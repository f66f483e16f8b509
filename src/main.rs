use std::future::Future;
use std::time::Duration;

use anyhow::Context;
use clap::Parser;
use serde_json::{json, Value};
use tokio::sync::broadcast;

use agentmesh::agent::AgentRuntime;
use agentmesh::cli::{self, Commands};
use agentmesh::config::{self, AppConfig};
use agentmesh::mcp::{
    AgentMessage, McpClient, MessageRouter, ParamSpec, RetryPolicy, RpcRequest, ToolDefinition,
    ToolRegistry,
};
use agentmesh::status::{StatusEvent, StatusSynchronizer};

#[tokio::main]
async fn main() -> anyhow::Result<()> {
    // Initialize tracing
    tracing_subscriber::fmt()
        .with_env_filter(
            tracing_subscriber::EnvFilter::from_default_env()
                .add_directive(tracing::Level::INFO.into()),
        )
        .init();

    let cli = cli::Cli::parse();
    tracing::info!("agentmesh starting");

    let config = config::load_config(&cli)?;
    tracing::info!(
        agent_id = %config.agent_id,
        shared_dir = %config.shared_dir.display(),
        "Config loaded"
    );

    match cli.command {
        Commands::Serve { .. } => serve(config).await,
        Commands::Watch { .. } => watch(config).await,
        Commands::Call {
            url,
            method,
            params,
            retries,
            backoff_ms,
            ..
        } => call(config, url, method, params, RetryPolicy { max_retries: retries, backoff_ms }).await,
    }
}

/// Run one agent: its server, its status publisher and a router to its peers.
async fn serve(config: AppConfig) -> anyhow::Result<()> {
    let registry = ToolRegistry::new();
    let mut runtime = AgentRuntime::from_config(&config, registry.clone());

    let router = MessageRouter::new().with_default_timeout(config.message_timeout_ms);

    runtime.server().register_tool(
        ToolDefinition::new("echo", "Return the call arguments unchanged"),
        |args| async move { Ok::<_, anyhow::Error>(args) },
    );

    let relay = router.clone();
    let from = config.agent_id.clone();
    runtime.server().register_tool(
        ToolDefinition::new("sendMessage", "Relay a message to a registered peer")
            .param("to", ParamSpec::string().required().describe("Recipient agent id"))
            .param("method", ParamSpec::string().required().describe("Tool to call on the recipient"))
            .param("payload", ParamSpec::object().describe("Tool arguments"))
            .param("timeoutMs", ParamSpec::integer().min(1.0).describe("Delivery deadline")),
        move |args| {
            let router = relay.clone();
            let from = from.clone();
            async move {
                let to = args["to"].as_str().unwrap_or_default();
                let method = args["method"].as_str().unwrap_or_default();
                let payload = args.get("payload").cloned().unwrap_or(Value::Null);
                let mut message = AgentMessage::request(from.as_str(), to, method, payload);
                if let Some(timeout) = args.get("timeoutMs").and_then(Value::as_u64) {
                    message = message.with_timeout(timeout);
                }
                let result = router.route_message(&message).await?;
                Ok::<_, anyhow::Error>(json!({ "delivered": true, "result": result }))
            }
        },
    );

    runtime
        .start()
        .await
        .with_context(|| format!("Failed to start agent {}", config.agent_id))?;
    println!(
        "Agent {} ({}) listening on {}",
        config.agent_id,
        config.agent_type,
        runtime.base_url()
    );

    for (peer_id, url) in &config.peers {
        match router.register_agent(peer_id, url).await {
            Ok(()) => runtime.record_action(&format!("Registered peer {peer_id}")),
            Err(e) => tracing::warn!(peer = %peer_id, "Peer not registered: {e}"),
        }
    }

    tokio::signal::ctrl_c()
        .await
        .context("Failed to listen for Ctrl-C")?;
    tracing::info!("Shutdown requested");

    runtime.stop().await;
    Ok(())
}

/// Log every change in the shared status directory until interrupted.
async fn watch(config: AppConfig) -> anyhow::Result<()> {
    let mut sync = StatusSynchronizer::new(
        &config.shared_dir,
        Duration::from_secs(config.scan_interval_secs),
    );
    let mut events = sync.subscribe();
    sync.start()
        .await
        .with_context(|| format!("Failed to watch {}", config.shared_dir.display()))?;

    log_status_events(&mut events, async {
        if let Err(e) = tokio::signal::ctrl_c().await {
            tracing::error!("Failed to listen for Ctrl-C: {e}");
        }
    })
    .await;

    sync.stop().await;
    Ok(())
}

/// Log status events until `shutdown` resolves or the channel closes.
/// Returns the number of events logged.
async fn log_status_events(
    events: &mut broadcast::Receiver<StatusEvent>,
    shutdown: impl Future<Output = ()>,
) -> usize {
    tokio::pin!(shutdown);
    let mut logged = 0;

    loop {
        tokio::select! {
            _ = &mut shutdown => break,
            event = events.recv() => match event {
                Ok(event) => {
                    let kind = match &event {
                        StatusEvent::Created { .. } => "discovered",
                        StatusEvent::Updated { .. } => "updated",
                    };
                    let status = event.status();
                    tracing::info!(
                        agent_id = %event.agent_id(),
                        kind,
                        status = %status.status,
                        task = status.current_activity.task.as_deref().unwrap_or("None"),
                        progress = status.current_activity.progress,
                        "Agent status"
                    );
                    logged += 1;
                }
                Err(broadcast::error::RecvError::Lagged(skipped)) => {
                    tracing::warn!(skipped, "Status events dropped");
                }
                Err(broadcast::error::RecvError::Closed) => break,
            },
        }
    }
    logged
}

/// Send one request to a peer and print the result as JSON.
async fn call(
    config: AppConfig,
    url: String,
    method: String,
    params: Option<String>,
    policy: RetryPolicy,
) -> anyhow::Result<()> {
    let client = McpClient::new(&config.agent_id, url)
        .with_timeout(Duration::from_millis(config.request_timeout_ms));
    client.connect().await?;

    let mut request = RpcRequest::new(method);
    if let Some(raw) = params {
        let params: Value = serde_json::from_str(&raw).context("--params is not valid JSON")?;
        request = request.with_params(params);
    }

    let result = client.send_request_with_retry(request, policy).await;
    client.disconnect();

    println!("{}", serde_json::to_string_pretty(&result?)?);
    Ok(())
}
══════════════════════════════
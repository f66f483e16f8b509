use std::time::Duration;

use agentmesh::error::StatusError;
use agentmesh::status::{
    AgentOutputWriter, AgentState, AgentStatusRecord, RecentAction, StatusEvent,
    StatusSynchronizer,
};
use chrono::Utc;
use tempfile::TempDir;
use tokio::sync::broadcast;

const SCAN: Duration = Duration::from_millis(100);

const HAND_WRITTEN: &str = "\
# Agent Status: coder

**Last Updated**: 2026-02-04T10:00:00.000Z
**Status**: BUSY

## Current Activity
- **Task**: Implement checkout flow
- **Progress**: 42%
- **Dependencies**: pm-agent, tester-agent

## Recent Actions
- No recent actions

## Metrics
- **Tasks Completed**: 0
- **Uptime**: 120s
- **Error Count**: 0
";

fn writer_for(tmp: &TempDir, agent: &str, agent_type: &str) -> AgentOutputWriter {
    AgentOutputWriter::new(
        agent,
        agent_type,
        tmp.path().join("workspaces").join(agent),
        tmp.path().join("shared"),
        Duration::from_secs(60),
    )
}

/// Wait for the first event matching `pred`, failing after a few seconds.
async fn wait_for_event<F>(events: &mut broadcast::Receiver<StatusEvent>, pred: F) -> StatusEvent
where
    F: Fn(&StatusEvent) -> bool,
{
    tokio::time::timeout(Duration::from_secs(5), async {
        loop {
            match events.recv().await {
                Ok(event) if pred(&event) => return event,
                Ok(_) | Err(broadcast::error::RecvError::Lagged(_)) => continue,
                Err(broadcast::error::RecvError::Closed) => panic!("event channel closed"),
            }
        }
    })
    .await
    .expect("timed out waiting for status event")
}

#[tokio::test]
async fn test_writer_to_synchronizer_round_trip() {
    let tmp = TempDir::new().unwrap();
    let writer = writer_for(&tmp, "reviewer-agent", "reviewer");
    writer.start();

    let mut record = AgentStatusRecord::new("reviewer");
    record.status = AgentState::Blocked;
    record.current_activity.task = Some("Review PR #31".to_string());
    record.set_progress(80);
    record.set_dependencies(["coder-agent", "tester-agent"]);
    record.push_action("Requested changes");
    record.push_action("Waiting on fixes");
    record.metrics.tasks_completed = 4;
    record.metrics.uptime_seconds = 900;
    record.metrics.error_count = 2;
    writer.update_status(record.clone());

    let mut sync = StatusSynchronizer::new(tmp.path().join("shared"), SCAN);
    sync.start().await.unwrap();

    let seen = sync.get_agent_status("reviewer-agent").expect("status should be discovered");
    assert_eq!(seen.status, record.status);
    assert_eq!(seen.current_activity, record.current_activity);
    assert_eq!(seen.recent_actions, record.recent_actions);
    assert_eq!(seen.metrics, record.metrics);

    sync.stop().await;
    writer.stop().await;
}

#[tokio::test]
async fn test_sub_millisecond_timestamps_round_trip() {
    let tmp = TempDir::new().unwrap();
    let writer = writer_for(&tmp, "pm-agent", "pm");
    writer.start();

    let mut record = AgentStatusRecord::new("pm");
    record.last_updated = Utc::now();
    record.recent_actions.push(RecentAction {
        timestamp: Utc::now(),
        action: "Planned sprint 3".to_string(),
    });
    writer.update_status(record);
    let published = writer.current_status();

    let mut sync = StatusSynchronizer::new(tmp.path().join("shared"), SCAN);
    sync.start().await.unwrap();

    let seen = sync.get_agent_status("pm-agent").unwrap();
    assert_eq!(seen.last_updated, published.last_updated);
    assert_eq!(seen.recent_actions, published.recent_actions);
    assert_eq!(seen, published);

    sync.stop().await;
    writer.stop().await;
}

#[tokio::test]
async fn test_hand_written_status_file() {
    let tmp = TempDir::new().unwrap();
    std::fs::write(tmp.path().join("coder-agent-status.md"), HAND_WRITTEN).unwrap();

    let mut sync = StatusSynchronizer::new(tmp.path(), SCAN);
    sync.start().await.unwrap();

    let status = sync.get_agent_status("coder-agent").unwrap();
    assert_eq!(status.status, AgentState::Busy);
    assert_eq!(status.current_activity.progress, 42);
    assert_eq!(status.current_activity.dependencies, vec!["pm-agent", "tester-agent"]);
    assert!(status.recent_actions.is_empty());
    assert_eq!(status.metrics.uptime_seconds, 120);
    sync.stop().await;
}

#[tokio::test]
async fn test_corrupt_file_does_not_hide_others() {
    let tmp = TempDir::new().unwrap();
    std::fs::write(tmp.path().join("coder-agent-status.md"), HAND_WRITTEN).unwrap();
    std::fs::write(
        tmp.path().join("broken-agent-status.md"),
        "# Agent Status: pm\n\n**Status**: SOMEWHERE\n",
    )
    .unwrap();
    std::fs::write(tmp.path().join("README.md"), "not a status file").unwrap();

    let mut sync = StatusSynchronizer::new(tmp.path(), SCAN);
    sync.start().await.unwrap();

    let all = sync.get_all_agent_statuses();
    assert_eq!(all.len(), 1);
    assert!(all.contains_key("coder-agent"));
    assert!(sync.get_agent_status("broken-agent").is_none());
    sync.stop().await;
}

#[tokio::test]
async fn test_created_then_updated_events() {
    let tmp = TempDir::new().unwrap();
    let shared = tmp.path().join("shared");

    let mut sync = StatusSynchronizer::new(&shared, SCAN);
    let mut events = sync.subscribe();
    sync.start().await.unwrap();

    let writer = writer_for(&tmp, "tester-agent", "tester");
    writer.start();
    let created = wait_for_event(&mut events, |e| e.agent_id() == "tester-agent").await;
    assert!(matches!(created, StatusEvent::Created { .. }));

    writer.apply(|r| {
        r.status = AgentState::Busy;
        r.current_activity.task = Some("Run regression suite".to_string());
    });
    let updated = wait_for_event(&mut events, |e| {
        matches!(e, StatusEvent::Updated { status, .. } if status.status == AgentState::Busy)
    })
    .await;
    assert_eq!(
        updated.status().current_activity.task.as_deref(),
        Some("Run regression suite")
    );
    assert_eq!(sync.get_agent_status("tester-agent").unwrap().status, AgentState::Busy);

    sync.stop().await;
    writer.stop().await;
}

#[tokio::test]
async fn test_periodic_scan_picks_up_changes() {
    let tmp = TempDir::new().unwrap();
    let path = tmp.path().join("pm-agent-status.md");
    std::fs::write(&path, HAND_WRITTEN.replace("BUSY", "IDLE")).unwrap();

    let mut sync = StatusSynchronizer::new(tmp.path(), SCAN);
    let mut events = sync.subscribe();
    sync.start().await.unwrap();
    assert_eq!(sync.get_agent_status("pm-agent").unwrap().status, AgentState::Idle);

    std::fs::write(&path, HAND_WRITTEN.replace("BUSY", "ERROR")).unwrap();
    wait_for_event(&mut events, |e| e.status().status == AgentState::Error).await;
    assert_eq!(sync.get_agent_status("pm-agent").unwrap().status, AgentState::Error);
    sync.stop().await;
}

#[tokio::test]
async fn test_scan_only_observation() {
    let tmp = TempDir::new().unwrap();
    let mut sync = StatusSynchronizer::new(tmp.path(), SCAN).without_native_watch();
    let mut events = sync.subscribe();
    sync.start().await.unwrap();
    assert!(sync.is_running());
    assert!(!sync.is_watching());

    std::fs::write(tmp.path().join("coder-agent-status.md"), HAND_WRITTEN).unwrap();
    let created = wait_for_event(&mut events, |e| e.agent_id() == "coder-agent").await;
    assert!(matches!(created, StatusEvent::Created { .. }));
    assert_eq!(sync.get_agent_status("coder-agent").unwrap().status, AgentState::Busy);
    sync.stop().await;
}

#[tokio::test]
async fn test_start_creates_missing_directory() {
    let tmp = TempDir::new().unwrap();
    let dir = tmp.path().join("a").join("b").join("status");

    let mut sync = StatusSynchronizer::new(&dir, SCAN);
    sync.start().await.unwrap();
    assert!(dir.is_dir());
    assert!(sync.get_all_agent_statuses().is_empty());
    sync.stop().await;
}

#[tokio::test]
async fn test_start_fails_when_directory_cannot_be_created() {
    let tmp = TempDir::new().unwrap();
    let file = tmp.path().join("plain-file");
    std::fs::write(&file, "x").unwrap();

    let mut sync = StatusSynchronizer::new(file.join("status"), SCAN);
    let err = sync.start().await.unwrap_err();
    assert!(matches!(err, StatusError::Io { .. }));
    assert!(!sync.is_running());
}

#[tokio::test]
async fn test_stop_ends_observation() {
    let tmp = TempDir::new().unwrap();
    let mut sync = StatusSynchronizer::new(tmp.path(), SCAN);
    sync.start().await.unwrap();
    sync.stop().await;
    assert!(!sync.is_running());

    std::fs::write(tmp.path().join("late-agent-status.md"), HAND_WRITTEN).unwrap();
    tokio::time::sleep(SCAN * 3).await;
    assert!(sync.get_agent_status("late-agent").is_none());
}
══════════════════════════════
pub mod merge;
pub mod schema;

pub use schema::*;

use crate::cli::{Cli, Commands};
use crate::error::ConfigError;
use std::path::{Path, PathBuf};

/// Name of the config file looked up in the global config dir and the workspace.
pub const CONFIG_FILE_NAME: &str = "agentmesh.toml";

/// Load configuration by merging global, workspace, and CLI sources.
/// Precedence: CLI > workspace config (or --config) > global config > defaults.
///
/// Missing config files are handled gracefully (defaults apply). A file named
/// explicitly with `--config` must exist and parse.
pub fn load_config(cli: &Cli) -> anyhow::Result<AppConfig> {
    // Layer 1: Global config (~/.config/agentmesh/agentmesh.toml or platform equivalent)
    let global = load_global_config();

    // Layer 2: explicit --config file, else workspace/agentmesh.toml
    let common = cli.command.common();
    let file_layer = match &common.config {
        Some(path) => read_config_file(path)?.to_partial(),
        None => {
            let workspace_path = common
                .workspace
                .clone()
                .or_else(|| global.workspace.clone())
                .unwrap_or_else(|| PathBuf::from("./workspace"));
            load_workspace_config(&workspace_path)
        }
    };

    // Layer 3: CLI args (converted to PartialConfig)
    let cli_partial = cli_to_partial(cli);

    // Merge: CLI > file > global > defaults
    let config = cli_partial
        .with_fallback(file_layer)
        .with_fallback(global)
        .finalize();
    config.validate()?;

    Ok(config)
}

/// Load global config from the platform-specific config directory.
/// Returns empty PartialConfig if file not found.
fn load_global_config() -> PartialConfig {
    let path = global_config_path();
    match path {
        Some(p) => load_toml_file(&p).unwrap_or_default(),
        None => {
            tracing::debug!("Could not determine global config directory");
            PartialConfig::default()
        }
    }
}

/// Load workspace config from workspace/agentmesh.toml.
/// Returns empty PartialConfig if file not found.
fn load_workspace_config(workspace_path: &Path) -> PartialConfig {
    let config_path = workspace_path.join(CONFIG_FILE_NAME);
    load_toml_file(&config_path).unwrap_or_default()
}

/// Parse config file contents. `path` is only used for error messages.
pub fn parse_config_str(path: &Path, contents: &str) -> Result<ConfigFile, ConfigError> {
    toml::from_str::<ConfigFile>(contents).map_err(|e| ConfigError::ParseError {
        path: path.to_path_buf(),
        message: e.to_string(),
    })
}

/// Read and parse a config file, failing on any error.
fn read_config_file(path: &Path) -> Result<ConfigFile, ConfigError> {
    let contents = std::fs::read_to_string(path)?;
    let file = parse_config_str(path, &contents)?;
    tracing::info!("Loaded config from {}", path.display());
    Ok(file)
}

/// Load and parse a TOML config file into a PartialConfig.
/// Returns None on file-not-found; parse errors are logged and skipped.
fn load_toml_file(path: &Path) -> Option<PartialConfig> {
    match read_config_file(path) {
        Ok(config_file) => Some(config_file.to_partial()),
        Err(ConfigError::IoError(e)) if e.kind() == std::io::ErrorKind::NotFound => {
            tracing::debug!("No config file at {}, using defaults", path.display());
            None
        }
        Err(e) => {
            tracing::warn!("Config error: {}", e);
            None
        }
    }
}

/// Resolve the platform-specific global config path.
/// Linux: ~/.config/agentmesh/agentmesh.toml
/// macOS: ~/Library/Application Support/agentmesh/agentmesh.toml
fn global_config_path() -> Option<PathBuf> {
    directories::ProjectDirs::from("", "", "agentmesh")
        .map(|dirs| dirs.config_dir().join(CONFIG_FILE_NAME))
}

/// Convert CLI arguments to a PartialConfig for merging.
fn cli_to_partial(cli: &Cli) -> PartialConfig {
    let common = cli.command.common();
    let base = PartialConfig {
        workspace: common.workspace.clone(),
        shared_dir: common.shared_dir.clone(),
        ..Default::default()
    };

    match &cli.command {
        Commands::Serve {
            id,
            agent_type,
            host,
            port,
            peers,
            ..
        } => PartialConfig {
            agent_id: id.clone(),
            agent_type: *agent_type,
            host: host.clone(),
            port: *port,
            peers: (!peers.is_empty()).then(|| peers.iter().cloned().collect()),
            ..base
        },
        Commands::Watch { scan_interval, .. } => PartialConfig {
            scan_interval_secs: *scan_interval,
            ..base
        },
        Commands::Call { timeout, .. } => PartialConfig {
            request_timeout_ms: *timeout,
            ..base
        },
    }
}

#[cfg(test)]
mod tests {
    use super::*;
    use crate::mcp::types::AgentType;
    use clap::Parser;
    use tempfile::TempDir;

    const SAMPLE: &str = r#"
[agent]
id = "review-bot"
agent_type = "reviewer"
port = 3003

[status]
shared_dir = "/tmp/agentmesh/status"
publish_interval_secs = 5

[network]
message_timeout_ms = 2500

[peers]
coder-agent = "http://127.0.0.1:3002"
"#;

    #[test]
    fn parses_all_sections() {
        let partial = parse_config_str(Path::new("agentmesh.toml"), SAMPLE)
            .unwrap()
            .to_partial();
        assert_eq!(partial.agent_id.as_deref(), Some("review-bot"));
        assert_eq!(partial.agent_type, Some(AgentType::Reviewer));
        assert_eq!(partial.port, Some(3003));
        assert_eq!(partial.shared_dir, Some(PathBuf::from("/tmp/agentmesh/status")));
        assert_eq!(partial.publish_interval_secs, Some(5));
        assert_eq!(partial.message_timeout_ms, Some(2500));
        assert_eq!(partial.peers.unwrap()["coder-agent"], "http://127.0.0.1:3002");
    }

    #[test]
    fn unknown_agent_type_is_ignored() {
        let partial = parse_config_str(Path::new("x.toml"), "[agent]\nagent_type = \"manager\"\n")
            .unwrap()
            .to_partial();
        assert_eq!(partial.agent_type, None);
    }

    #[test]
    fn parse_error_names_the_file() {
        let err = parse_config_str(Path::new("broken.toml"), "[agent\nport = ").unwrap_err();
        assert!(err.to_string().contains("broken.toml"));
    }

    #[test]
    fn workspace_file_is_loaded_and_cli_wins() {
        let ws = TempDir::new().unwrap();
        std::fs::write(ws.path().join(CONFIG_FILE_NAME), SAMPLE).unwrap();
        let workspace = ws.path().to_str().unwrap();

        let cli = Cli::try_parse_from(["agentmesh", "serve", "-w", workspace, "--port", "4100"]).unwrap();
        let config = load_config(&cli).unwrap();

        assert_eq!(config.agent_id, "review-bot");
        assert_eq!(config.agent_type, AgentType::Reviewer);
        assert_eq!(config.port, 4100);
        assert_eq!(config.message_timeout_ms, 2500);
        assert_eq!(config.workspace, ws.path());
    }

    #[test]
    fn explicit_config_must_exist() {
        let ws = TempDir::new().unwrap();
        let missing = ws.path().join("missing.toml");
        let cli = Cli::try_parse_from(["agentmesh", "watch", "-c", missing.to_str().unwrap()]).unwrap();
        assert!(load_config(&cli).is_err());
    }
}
══════════════════════════════
| Work order |
From the material above, copy each line that includes the word "AgentMessage".

| Task answer |
    AgentMessage, McpClient, MessageRouter, ParamSpec, RetryPolicy, RpcRequest, ToolDefinition,
                let mut message = AgentMessage::request(from.as_str(), to, method, payload);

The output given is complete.